- _INPUT DATA_:
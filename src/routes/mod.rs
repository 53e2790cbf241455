use axum::Router;

use crate::state::AppState;

pub mod admin;
pub mod auth;
pub mod doc;
pub mod health;
pub mod orders;
pub mod params;
pub mod receipt;
pub mod sessions;

// Build the API router without binding state; it is provided at the top level.
pub fn create_api_router() -> Router<AppState> {
    Router::new()
        .nest("/auth", auth::router())
        .nest("/sessions", sessions::router())
        .nest("/orders", orders::router())
        .nest("/receipt", receipt::router())
        .nest("/admin", admin::router())
}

- _WHAT YOU ARE ASKED TO DO_:
Take the entries above and transcribe them exactly.

- _ANSWER TO THE EXERCISE_:
filename src/routes/mod.rs
repository 53e2790cbf241455
use axum::Router;

use crate::state::AppState;

pub mod admin;
pub mod auth;
pub mod doc;
pub mod health;
pub mod orders;
pub mod params;
pub mod receipt;
pub mod sessions;

// Build the API router without binding state; it is provided at the top level.
pub fn create_api_router() -> Router<AppState> {
    Router::new()
        .nest("/auth", auth::router())
        .nest("/sessions", sessions::router())
        .nest("/orders", orders::router())
        .nest("/receipt", receipt::router())
        .nest("/admin", admin::router())
}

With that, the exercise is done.